- [What is expected]:
Using the records below, filter for lines that contain the string "Medium" and copy them out.

═════ Extracted data ═════

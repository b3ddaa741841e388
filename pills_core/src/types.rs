//! Core domain types for the Tech Knowledge Pills wellness core.
//!
//! This module defines the fundamental types used throughout the system:
//! - Health metric readings coming from wearables / IoT devices
//! - Stress levels and recorded stress indicators
//! - Content catalog items and user interactions

use chrono::{DateTime, Utc};
use serde::{Deserialize, Serialize};
use uuid::Uuid;

/// Identifier of a user (positive integers, as issued by the account system)
pub type UserId = i64;

/// Identifier of a catalog item
pub type ContentId = i64;

// ============================================================================
// Health Metrics
// ============================================================================

/// A timestamped snapshot of wearable sensor values.
///
/// Every sensor field is optional: a device may report any subset.
#[derive(Clone, Debug, Serialize, Deserialize, PartialEq)]
pub struct HealthMetricReading {
    #[serde(default)]
    pub heart_rate_bpm: Option<i32>,
    #[serde(default)]
    pub steps: Option<i32>,
    #[serde(default)]
    pub sleep_hours: Option<f64>,
    #[serde(default)]
    pub heart_rate_variability_ms: Option<i32>,
    #[serde(default)]
    pub body_temperature_c: Option<f64>,
    pub timestamp: DateTime<Utc>,
}

impl HealthMetricReading {
    /// A reading with no sensor values at the given instant
    pub fn empty(timestamp: DateTime<Utc>) -> Self {
        Self {
            heart_rate_bpm: None,
            steps: None,
            sleep_hours: None,
            heart_rate_variability_ms: None,
            body_temperature_c: None,
            timestamp,
        }
    }

    /// True when no sensor value is present
    pub fn is_empty(&self) -> bool {
        self.heart_rate_bpm.is_none()
            && self.steps.is_none()
            && self.sleep_hours.is_none()
            && self.heart_rate_variability_ms.is_none()
            && self.body_temperature_c.is_none()
    }
}

/// A persisted reading together with its device metadata
#[derive(Clone, Debug, Serialize, Deserialize)]
pub struct HealthMetric {
    pub id: Uuid,
    pub user_id: UserId,
    pub reading: HealthMetricReading,
    pub device_id: Option<String>,
    pub device_type: String,
}

// ============================================================================
// Stress
// ============================================================================

/// Coarse wellness category, totally ordered `Low < Medium < High < Critical`.
///
/// Serialized as 1-based integers (see [`crate::wire`]).
#[derive(Clone, Copy, Debug, PartialEq, Eq, PartialOrd, Ord, Hash, Serialize, Deserialize)]
#[serde(into = "u8", try_from = "u8")]
pub enum StressLevel {
    Low,
    Medium,
    High,
    Critical,
}

impl StressLevel {
    pub const ALL: [StressLevel; 4] = [
        StressLevel::Low,
        StressLevel::Medium,
        StressLevel::High,
        StressLevel::Critical,
    ];

    /// Lowercase name used by config files and the CLI
    pub fn name(self) -> &'static str {
        match self {
            StressLevel::Low => "low",
            StressLevel::Medium => "medium",
            StressLevel::High => "high",
            StressLevel::Critical => "critical",
        }
    }
}

impl std::fmt::Display for StressLevel {
    fn fmt(&self, f: &mut std::fmt::Formatter<'_>) -> std::fmt::Result {
        let label = match self {
            StressLevel::Low => "Low",
            StressLevel::Medium => "Medium",
            StressLevel::High => "High",
            StressLevel::Critical => "Critical",
        };
        f.pad(label)
    }
}

impl std::str::FromStr for StressLevel {
    type Err = crate::Error;

    fn from_str(s: &str) -> crate::Result<Self> {
        StressLevel::ALL
            .into_iter()
            .find(|level| level.name().eq_ignore_ascii_case(s.trim()))
            .ok_or_else(|| crate::Error::Validation(format!("Unknown stress level: {}", s)))
    }
}

/// How a stress indicator came to exist
#[derive(Clone, Copy, Debug, Serialize, Deserialize, PartialEq, Eq, Default)]
#[serde(rename_all = "snake_case")]
pub enum IndicatorSource {
    /// Entered directly by the user
    #[default]
    Manual,
    /// Computed from a health metric reading
    Derived,
}

/// A point in a user's append-only stress history
#[derive(Clone, Debug, Serialize, Deserialize, PartialEq)]
pub struct StressIndicator {
    pub id: Uuid,
    pub user_id: UserId,
    pub stress_level: StressLevel,
    pub timestamp: DateTime<Utc>,
    pub notes: Option<String>,
    #[serde(default)]
    pub source: IndicatorSource,
}

impl StressIndicator {
    /// Build a user-entered indicator
    pub fn manual(
        user_id: UserId,
        stress_level: StressLevel,
        timestamp: DateTime<Utc>,
        notes: Option<String>,
    ) -> Self {
        Self {
            id: Uuid::new_v4(),
            user_id,
            stress_level,
            timestamp,
            notes,
            source: IndicatorSource::Manual,
        }
    }
}

// ============================================================================
// Content
// ============================================================================

/// Kind of educational item. Serialized as 1-based integers.
#[derive(Clone, Copy, Debug, PartialEq, Eq, Hash, Serialize, Deserialize)]
#[serde(into = "u8", try_from = "u8")]
pub enum ContentType {
    Article,
    Video,
    Quiz,
}

impl ContentType {
    pub const ALL: [ContentType; 3] = [ContentType::Article, ContentType::Video, ContentType::Quiz];

    pub fn name(self) -> &'static str {
        match self {
            ContentType::Article => "article",
            ContentType::Video => "video",
            ContentType::Quiz => "quiz",
        }
    }
}

impl std::fmt::Display for ContentType {
    fn fmt(&self, f: &mut std::fmt::Formatter<'_>) -> std::fmt::Result {
        let label = match self {
            ContentType::Article => "Article",
            ContentType::Video => "Video",
            ContentType::Quiz => "Quiz",
        };
        f.pad(label)
    }
}

impl std::str::FromStr for ContentType {
    type Err = crate::Error;

    fn from_str(s: &str) -> crate::Result<Self> {
        ContentType::ALL
            .into_iter()
            .find(|kind| kind.name().eq_ignore_ascii_case(s.trim()))
            .ok_or_else(|| crate::Error::Validation(format!("Unknown content type: {}", s)))
    }
}

/// A read-only catalog entry
#[derive(Clone, Debug, Serialize, Deserialize, PartialEq)]
pub struct ContentItem {
    pub id: ContentId,
    pub title: String,
    pub content_type: ContentType,
    pub body: String,
    #[serde(default)]
    pub tags: Vec<String>,
    pub created_at: DateTime<Utc>,
    #[serde(default)]
    pub video_url: Option<String>,
    /// Questions and answers as an opaque JSON document
    #[serde(default)]
    pub quiz_data: Option<String>,
}

/// Record that a user consumed a catalog item
#[derive(Clone, Debug, Serialize, Deserialize, PartialEq)]
pub struct Interaction {
    pub content_id: ContentId,
    pub completed_at: DateTime<Utc>,
    /// Optional 1-5 rating
    pub rating: Option<u8>,
}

═════

- [Result of this task]:
/// Coarse wellness category, totally ordered `Low < Medium < High < Critical`.
    Medium,
        StressLevel::Medium,
            StressLevel::Medium => "medium",
            StressLevel::Medium => "Medium",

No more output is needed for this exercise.